Deste modo, não há atritos, não existe conteúdo expressado apenas pela articulação das imagens, dos sons. A direção se torna extremamente dependente, para não dizer refém, das entrevistas: a linguagem cinematográfica se torna mero suporte para o discurso de defesa das garotas. O resultado é louvável pelo viés humanista, ainda que pobre enquanto construção artística. Este tem sido um fator recorrente nos últimos documentários produzidos pela HBO: assim como Deixando Neverland e A Inventora: À Procura de Sangue no Vale do Silício, No Coração do Ouro constitui uma produção polida, competente, cuja preocupação didática o aproxima mais da reportagem de alto nível do que de um cinema particularmente instigante.
Um exemplo deste aspecto se encontra na sequência de abertura, quando as frases mais potentes do documentário são adiantadas numa espécie de vinheta, como se quisesse impedir o espectador de trocar de canal. Esta tática de retenção do público é típica dos vídeos virais da Internet, e se mostra mais relevante à preocupação comercial do que à estética do filme em si. Além disso, a trilha sonora constante, imitando batimentos cardíacos nos instantes mais tensos, constitui outro facilitador ao público médio – isso sem falar nos fracos close-ups com a câmera giratória em torno das protagonistas, rumo ao final. Por um lado, é compreensível que a cineasta e os produtores busquem tornar o discurso acessível a indivíduos distantes desta realidade, como um sinal de alerta visando conscientizar o máximo de pessoas possível.

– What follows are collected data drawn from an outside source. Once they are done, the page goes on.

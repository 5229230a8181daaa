//! Archery sample game
//!
//! The player rides a rope up and down the left edge, charges a shot by
//! holding the left mouse button or space, and releases to fire an arrow at
//! the cursor. Arrows fall under gravity, stick in the ground and knock out
//! the targets drifting in from the right.

mod entity;
mod world;

pub use entity::{Entity, EntityFlags, EntityId, EntityKind, EntityStore, StoreError, TargetKind};
pub use world::World;

use std::error::Error;
use std::path::PathBuf;

use crate::app::Game;
use crate::config::Config;
use crate::display::{PixelBuffer, Renderer};
use crate::input::Input;
use crate::math::V2;
use crate::memory::{megabytes, GameMemory};
use crate::texture::{load_bitmap, Bitmap};

// ============================================================================
// Tunables
// ============================================================================

pub const WINDOW_WIDTH: u32 = 960;
pub const WINDOW_HEIGHT: u32 = 540;
pub const MAX_ENTITY_COUNT: usize = 1024;

pub const PIXELS_PER_METER: f32 = 32.0;
pub const METERS_PER_PIXEL: f32 = 1.0 / PIXELS_PER_METER;

/// m/s²
pub const GRAVITY: f32 = -9.8;

pub const ROPE_SPEED: f32 = 10.0;
/// Band the rope's bottom edge is kept in, metres
pub const ROPE_TRAVEL_MIN: f32 = 2.0;
pub const ROPE_TRAVEL_MAX: f32 = 15.0;

pub const SHOOTER_SIZE: V2 = V2::new(0.6, 1.4);

/// Charge gained per frame while the trigger is held
pub const CHARGE_RATE: f32 = 0.05;
/// Arrow speed at full charge
pub const ARROW_SPEED: f32 = 30.0;
pub const ARROW_SIZE: V2 = V2::new(0.08, 0.08);
/// Seconds an arrow stays stuck in the ground
pub const ARROW_LIFETIME: f32 = 2.0;
pub const ARROW_LENGTH_PX: f32 = 32.0;
pub const ARROW_THICKNESS_PX: f32 = 4.0;

pub const TARGET_SIZE: V2 = V2::new(0.6, 1.2);
pub const TARGET_SPEED: f32 = 2.0;
pub const FLYING_AMPLITUDE: f32 = 2.0;
/// rad/s
pub const FLYING_RATE: f32 = 2.0;

pub const AIM_LENGTH_PX: f32 = 32.0;
pub const AIM_THICKNESS_PX: f32 = 4.0;
/// Metres the aim bar is drawn back at full charge
pub const AIM_PULLBACK: f32 = 0.4;

pub const HERO_PATH: &str = "asset/hero.bmp";

// ============================================================================
// Game
// ============================================================================

struct GameState {
    world: World,
    hero: Option<Bitmap>,
}

pub struct Shooter {
    renderer: Renderer,
    hero_path: Option<PathBuf>,
    state: Option<GameState>,
}

impl Shooter {
    pub fn new() -> Self {
        Self::with_hero(Some(PathBuf::from(HERO_PATH)))
    }

    /// `None` skips the hero bitmap entirely
    pub fn with_hero(hero_path: Option<PathBuf>) -> Self {
        Self {
            renderer: Renderer::new(),
            hero_path,
            state: None,
        }
    }

    /// Game state, once `init` has run
    pub fn world(&self) -> Option<&World> {
        self.state.as_ref().map(|s| &s.world)
    }

    pub fn hero(&self) -> Option<&Bitmap> {
        self.state.as_ref().and_then(|s| s.hero.as_ref())
    }
}

impl Default for Shooter {
    fn default() -> Self {
        Self::new()
    }
}

impl Game for Shooter {
    fn name(&self) -> &str {
        "Shooter"
    }

    fn configure(&self, config: &mut Config) {
        config.window.title = "Shooter".to_string();
        config.window.width = WINDOW_WIDTH;
        config.window.height = WINDOW_HEIGHT;
        config.permanent_memory_size = megabytes(64);
        config.transient_memory_size = megabytes(128);
        config.exit_on_escape = true;
    }

    fn init(&mut self, memory: &mut GameMemory) -> Result<(), Box<dyn Error>> {
        let world = World::new(&mut memory.permanent, MAX_ENTITY_COUNT)?;

        let hero = match &self.hero_path {
            Some(path) => {
                match load_bitmap(&mut memory.permanent, self.renderer.gamma(), path) {
                    Ok(bitmap) => Some(bitmap),
                    Err(e) => {
                        log::warn!("running without {}: {}", path.display(), e);
                        None
                    },
                }
            },
            None => None,
        };

        self.state = Some(GameState { world, hero });
        Ok(())
    }

    fn update_and_render(
        &mut self,
        memory: &mut GameMemory,
        input: &Input,
        framebuffer: &mut PixelBuffer,
    ) {
        let Some(state) = self.state.as_mut() else {
            return;
        };

        state
            .world
            .update_and_render(input, memory, &self.renderer, framebuffer);
        if state.world.is_paused() {
            return;
        }

        if let Some(hero) = &state.hero {
            self.renderer
                .draw_bitmap(framebuffer, hero, &memory.permanent);
        }
    }
}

Por outro lado, estes recursos reduzem a ambição e o interesse do projeto como um todo. Se os depoimentos finais das vítimas são fortes e comoventes, o mérito recai às próprias ginastas e ao material de arquivo, e não ao uso um tanto acadêmico do mesmo – Carr basicamente deixa as imagens do tribunal desfilarem, cortando os excessos na montagem. Ela ainda se aproxima de um posicionamento perigoso ao passar da justiça à vingança, enaltecendo a juíza-heroína pela longa sentença contra Nassar e pela frase “Eu acabo de assinar a sua sentença de morte”.
Neste momento, a diretora sobrepõe sua militância à sua abordagem artística. Ela poderia transmitir o asco por Nassar e outras pessoas coniventes com os abusos via articulação de montagem ou metáforas com imagens de captação própria, por exemplo. Ao menos, o projeto se encerra com um discurso claro, progressista, relacionado ao empoderamento das vítimas e à solidariedade entre mulheres. É louvável que grandes empresas audiovisuais estimulem projetos sobre temas espinhosos do gênero.